In the darkness, in the orchard, the soldiers also shackled the Hawara residents’ legs and laid them on the ground. The officers urged the soldiers to “get it over with quickly, so that we can leave and forget about it.” Flannel was stuffed into the Arabs’ mouths to prevent them from screaming and the bus driver revved up the motor so that the noise would drown out the cries.

And then the soldiers carried out the orders they had been given:

  • To break both arms and both legs by clubbing the Arabs;
  • To avoid clubbing them on the heads;
  • To remove their bonds after breaking their arms and legs, and to leave them at the site; and
  • To leave one local with broken arms but without broken legs so he could make it back to the village to get help.

The mission was completed. Most of the wooden clubs used broke. The soldiers who would not participate in the beatings were allowed to remain in the bus.
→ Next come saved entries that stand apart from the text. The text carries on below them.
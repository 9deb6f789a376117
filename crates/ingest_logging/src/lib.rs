#![deny(missing_docs)]
//! Shared logging utilities for the ingest watch workspace.
//!
//! This crate provides the `ingest_*` logging macros used across the codebase
//! and a minimal test initializer for the global logger. Every message is
//! stamped with the poll cycle of the calling thread so that a status request
//! and everything it caused can be correlated in the log.

use std::cell::Cell;

#[doc(hidden)]
pub use log as __log;

thread_local! {
    /// Thread-local storage for the current poll cycle.
    static POLL_CYCLE: Cell<u64> = const { Cell::new(0) };
}

/// Sets the poll cycle for the current thread.
/// The dispatch loop calls this every time it issues a status request.
pub fn set_poll_cycle(cycle: u64) {
    POLL_CYCLE.with(|v| v.set(cycle));
}

/// Retrieves the poll cycle for the current thread.
/// Returns 0 if no status request has been issued yet.
pub fn poll_cycle() -> u64 {
    POLL_CYCLE.with(|v| v.get())
}

/// Logs a trace-level message using the global logging facade.
#[macro_export]
macro_rules! ingest_trace {
    ($($arg:tt)*) => {{
        $crate::__log::trace!("[cycle {}] {}", $crate::poll_cycle(), format_args!($($arg)*));
    }};
}

/// Logs an info-level message using the global logging facade.
#[macro_export]
macro_rules! ingest_info {
    ($($arg:tt)*) => {{
        $crate::__log::info!("[cycle {}] {}", $crate::poll_cycle(), format_args!($($arg)*));
    }};
}

/// Logs a debug-level message using the global logging facade.
#[macro_export]
macro_rules! ingest_debug {
    ($($arg:tt)*) => {{
        $crate::__log::debug!("[cycle {}] {}", $crate::poll_cycle(), format_args!($($arg)*));
    }};
}

/// Logs a warn-level message using the global logging facade.
#[macro_export]
macro_rules! ingest_warn {
    ($($arg:tt)*) => {{
        $crate::__log::warn!("[cycle {}] {}", $crate::poll_cycle(), format_args!($($arg)*));
    }};
}

/// Logs an error-level message using the global logging facade.
#[macro_export]
macro_rules! ingest_error {
    ($($arg:tt)*) => {{
        $crate::__log::error!("[cycle {}] {}", $crate::poll_cycle(), format_args!($($arg)*));
    }};
}

/// Initializes a simple terminal logger for use in unit tests.
///
/// This safely no-ops if another logger has already been initialized.
pub fn initialize_for_tests() {
    use simplelog::{ColorChoice, CombinedLogger, Config, TermLogger, TerminalMode};

    // Use debug level in debug builds, info in release builds.
    let level = if cfg!(debug_assertions) {
        log::LevelFilter::Debug
    } else {
        log::LevelFilter::Info
    };

    // Ignore the error if a logger was already set by another test.
    let _ = CombinedLogger::init(vec![TermLogger::new(
        level,
        Config::default(),
        TerminalMode::Mixed,
        ColorChoice::Auto,
    )]);
}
Four and a half months later, at the beginning of May 1988, the Red Cross lodged a complaint with the police about the brutality of the IDF soldiers toward the residents of Hawara. An investigation was launched and some of the findings are presented here. If the Red Cross had not complained, the entire affair would have remained buried in the orchard.

We are not talking here about an “aberration.” Exactly two days before, in accordance with the same instructions, the same actors and additional officers carried out the same action in the nearby village of Beita.

The officer in charge didn’t hear, didn’t see and didn’t know anything.

The commander, Colonel Z., didn’t hear, didn’t see and didn’t know anything, although others testified that he met with the support company prior to and following the action in the village of Hawara.

The regional commander, Lieutenant Colonel Y., refus0  ed to give his version in writing or orally Major G. confirmed that there had been no need to employ force while making the arrests.

Captain A. said that immediately after the action he promised the disconcerted soldiers that he would ask Colonel Z. “not to give us any more such tasks.” He justified that “this case, among other things, made me leave the IDF.”

Although the military police inquiry established that “Colonel Y. deviated from his authority by ordering the beating of locals,” since the incident in Hawara some of the officers involved have been promoted, and no one has been brought to trial.


Yossi Safid was a writer and journalist who became an Israeli government official. Israel Shahak was an Israeli author.